Lessig had his 15 minutes of fame beyond the legal world a year ago, when he was conflicted out of acting as a special master in the Microsoft antitrust trial because of the company's allegations that he was biased against it. He's a prolific writer for industry publications, as well as for the law reviews, although his journalism is much less acute than his scholarship, a reversal of the usual relationship between short, popular pieces and long academic ones. Code and Other Laws of Cyberspace is a lively, thoughtful, and ultimately persuasive analysis of the relationship of software architecture to legal and social spaces.

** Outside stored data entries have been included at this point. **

//! 基于 JSON 文件的快照缓存
//!
//! 存储格式（每个 key 为缓存键）：
//! ```json
//! {
//!   "memolink_data_42": { "version": 1, "memories": [...], "connections": [...], "darkMode": false }
//! }
//! ```

use crate::cache::SnapshotCache;
use crate::error::{CacheError, Result};
use crate::model::CacheSnapshot;
use async_trait::async_trait;
use std::collections::HashMap;
use std::path::{Path, PathBuf};
use tokio::sync::RwLock;
use tracing::{debug, info, warn};

/// JSON 文件缓存
///
/// 写时立即落盘，读时直接返回内存中的副本。
pub struct FileCache {
    path: PathBuf,
    data: RwLock<HashMap<String, CacheSnapshot>>,
}

impl FileCache {
    /// 打开或创建缓存文件，自动建父目录；文件损坏时从空状态开始
    pub fn new(path: impl AsRef<Path>) -> Result<Self> {
        let path = expand_tilde(path.as_ref());
        if let Some(parent) = path.parent() {
            std::fs::create_dir_all(parent)
                .map_err(|e| CacheError::IoError(format!("创建目录失败: {e}")))?;
        }
        let data: HashMap<String, CacheSnapshot> = if path.exists() {
            let raw = std::fs::read_to_string(&path)
                .map_err(|e| CacheError::IoError(format!("读取缓存文件失败: {e}")))?;
            serde_json::from_str(&raw).unwrap_or_else(|e| {
                warn!("缓存文件解析失败，从空状态开始: {e}");
                HashMap::new()
            })
        } else {
            HashMap::new()
        };
        info!(path = %path.display(), users = data.len(), "🗄️ FileCache 初始化");
        Ok(Self {
            path,
            data: RwLock::new(data),
        })
    }

    pub fn path(&self) -> &Path {
        &self.path
    }

    async fn flush(&self) -> Result<()> {
        let data = self.data.read().await;
        let json = serde_json::to_string(&*data)
            .map_err(|e| CacheError::SerializationError(e.to_string()))?;
        tokio::fs::write(&self.path, json)
            .await
            .map_err(|e| CacheError::IoError(format!("写入缓存文件失败: {e}")))?;
        debug!(path = %self.path.display(), "💾 缓存已持久化");
        Ok(())
    }
}

#[async_trait]
impl SnapshotCache for FileCache {
    async fn get(&self, key: &str) -> Result<Option<CacheSnapshot>> {
        Ok(self.data.read().await.get(key).cloned())
    }

    async fn put(&self, key: &str, snapshot: CacheSnapshot) -> Result<()> {
        self.data.write().await.insert(key.to_string(), snapshot);
        self.flush().await
    }

    async fn remove(&self, key: &str) -> Result<bool> {
        let found = self.data.write().await.remove(key).is_some();
        if found {
            self.flush().await?;
        }
        Ok(found)
    }

    async fn keys(&self) -> Result<Vec<String>> {
        Ok(self.data.read().await.keys().cloned().collect())
    }
}

fn expand_tilde(path: &Path) -> PathBuf {
    let s = path.to_string_lossy();
    if s.starts_with("~/")
        && let Some(home) = std::env::var("HOME")
            .ok()
            .or_else(|| std::env::var("USERPROFILE").ok())
    {
        return PathBuf::from(home).join(&s[2..]);
    }
    path.to_path_buf()
}
//! 客户端配置加载
//!
//! 支持两种来源：
//!
//! - YAML 文件：[`ClientConfig::load`]
//! - 环境变量（自动读取 `.env`）：[`ClientConfig::from_env`]
//!
//! ```text
//! MEMOLINK_API_URL=http://localhost:8000
//! MEMOLINK_TIMEOUT_SECS=30
//! MEMOLINK_CACHE_PATH=~/.memolink/cache.json
//! MEMOLINK_CACHE_DEBOUNCE_MS=250
//! MEMOLINK_MEMORY_LIMIT=30
//! ```

use crate::error::{ConfigError, Result};
use dotenv::dotenv;
use serde::{Deserialize, Serialize};
use std::str::FromStr;

/// 分页大小，固定为 40
pub const PAGE_SIZE: usize = 40;

/// 非会员默认记忆条数上限
pub const DEFAULT_MEMORY_LIMIT: usize = 30;

const ENV_PREFIX: &str = "MEMOLINK_";

/// 同步客户端的运行配置
#[derive(Debug, Serialize, Deserialize, Clone)]
#[serde(default)]
pub struct ClientConfig {
    /// 后端根地址
    pub api_url: String,
    /// 单次请求超时（秒）
    pub timeout_secs: u64,
    /// 每页记忆条数
    pub page_size: usize,
    /// 缓存快照文件路径
    pub cache_path: String,
    /// 缓存写入的合并窗口（毫秒）
    pub cache_debounce_ms: u64,
    /// 非会员的默认条数上限：用户资料缺少 `memory_limit`，或尚未拉取到资料时套用
    pub default_memory_limit: usize,
}

impl Default for ClientConfig {
    fn default() -> Self {
        Self {
            api_url: "http://localhost:8000".to_string(),
            timeout_secs: 30,
            page_size: PAGE_SIZE,
            cache_path: "~/.memolink/cache.json".to_string(),
            cache_debounce_ms: 250,
            default_memory_limit: DEFAULT_MEMORY_LIMIT,
        }
    }
}

impl ClientConfig {
    pub fn load(path: &str) -> Result<Self> {
        let file =
            std::fs::File::open(path).map_err(|_| ConfigError::FileNotFound(path.to_string()))?;
        let config: ClientConfig = serde_yaml::from_reader(file)?;
        config.validate()?;
        Ok(config)
    }

    pub fn from_env() -> Result<Self> {
        dotenv().ok();
        Self::from_vars(std::env::vars())
    }

    /// 从任意键值对构建，未出现的键保持默认值
    pub fn from_vars(vars: impl IntoIterator<Item = (String, String)>) -> Result<Self> {
        let mut config = Self::default();
        for (key, value) in vars {
            let Some(suffix) = key.strip_prefix(ENV_PREFIX) else {
                continue;
            };
            match suffix {
                "API_URL" => config.api_url = value,
                "TIMEOUT_SECS" => config.timeout_secs = parse_value(&key, &value)?,
                "CACHE_PATH" => config.cache_path = value,
                "CACHE_DEBOUNCE_MS" => config.cache_debounce_ms = parse_value(&key, &value)?,
                "MEMORY_LIMIT" => config.default_memory_limit = parse_value(&key, &value)?,
                // CLI 用到的登录态变量不属于客户端配置
                "TOKEN" => {}
                _ => return Err(ConfigError::UnknownKey(key).into()),
            }
        }
        config.validate()?;
        Ok(config)
    }

    fn validate(&self) -> Result<()> {
        if self.page_size != PAGE_SIZE {
            return Err(ConfigError::InvalidValue {
                field: "page_size".to_string(),
                message: format!("page size is fixed at {}", PAGE_SIZE),
            }
            .into());
        }
        if self.api_url.trim().is_empty() {
            return Err(ConfigError::InvalidValue {
                field: "api_url".to_string(),
                message: "must not be empty".to_string(),
            }
            .into());
        }
        Ok(())
    }
}

fn parse_value<T: FromStr>(key: &str, value: &str) -> Result<T>
where
    T::Err: std::fmt::Display,
{
    value.trim().parse().map_err(|e: T::Err| {
        ConfigError::InvalidValue {
            field: key.to_string(),
            message: e.to_string(),
        }
        .into()
    })
}
//! 在途请求登记
//!
//! - 位置同步：每条记忆最多一个在途的 `move` 请求，新请求取消旧请求
//! - 墓碑：临时 id 在创建回包前被删除时记下，回包到达后补发远端删除

use std::collections::{HashMap, HashSet};
use std::sync::{Mutex, MutexGuard};
use tokio_util::sync::CancellationToken;

#[derive(Default)]
pub(crate) struct InflightRegistry {
    moves: Mutex<HashMap<String, (u64, CancellationToken)>>,
    next_ticket: Mutex<u64>,
    tombstones: Mutex<HashSet<String>>,
}

/// 一次在途位置同步的凭证
pub(crate) struct MoveTicket {
    pub id: String,
    pub seq: u64,
    pub token: CancellationToken,
}

impl InflightRegistry {
    pub fn new() -> Self {
        Self::default()
    }

    /// 登记新的位置同步，同一记忆上的旧请求被取消
    pub fn begin_move(&self, id: &str) -> MoveTicket {
        let seq = {
            let mut next = lock(&self.next_ticket);
            *next += 1;
            *next
        };
        let token = CancellationToken::new();
        if let Some((_, previous)) = lock(&self.moves).insert(id.to_string(), (seq, token.clone()))
        {
            previous.cancel();
        }
        MoveTicket {
            id: id.to_string(),
            seq,
            token,
        }
    }

    /// 请求结束后注销；已被新请求替换时不做处理
    pub fn finish_move(&self, ticket: &MoveTicket) {
        let mut moves = lock(&self.moves);
        if moves.get(&ticket.id).is_some_and(|(seq, _)| *seq == ticket.seq) {
            moves.remove(&ticket.id);
        }
    }

    /// 取消该记忆的在途位置同步
    pub fn cancel(&self, id: &str) -> bool {
        match lock(&self.moves).remove(id) {
            Some((_, token)) => {
                token.cancel();
                true
            }
            None => false,
        }
    }

    pub fn cancel_all(&self) {
        for (_, (_, token)) in lock(&self.moves).drain() {
            token.cancel();
        }
        lock(&self.tombstones).clear();
    }

    #[cfg(test)]
    pub fn in_flight(&self, id: &str) -> bool {
        lock(&self.moves).contains_key(id)
    }

    pub fn bury(&self, temp_id: &str) {
        lock(&self.tombstones).insert(temp_id.to_string());
    }

    /// 取出墓碑，返回该临时 id 是否已被删除
    pub fn exhume(&self, temp_id: &str) -> bool {
        lock(&self.tombstones).remove(temp_id)
    }
}

fn lock<T>(mutex: &Mutex<T>) -> MutexGuard<'_, T> {
    mutex.lock().unwrap_or_else(|e| e.into_inner())
}

#[cfg(test)]
mod tests {
    use super::*;

    #[test]
    fn test_new_move_cancels_previous() {
        let registry = InflightRegistry::new();
        let first = registry.begin_move("1");
        let second = registry.begin_move("1");

        assert!(first.token.is_cancelled());
        assert!(!second.token.is_cancelled());

        // 旧凭证注销不影响新请求
        registry.finish_move(&first);
        assert!(registry.in_flight("1"));
        registry.finish_move(&second);
        assert!(!registry.in_flight("1"));
    }

    #[test]
    fn test_cancel_is_per_memory() {
        let registry = InflightRegistry::new();
        let a = registry.begin_move("a");
        let b = registry.begin_move("b");
        assert!(registry.cancel("a"));
        assert!(a.token.is_cancelled());
        assert!(!b.token.is_cancelled());
        assert!(!registry.cancel("a"));
    }

    #[test]
    fn test_tombstones() {
        let registry = InflightRegistry::new();
        registry.bury("temp-1");
        assert!(registry.exhume("temp-1"));
        assert!(!registry.exhume("temp-1"));
    }
}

Describing cyberspace as an inherently stateless realm isn't just the consequence of an a historical lack of perspective. The Internet, like most other information technology, originated from U.S. military R&D projects, and Lessig asserts that much of its current governance is the product of state intervention. The myth that the Internet cannot be regulated reflects an unthinking bias against "government" and devalues the founding principle of American constitutionalism: that without government, there can be no freedom. The purpose of politics is to figure out the proper relationship between government and society, not to just bash state power. Lessig argues that a constitution is more than just a written text. It is "an architecture that structures and constrains social and legal power, to the end of protecting values held fundamental."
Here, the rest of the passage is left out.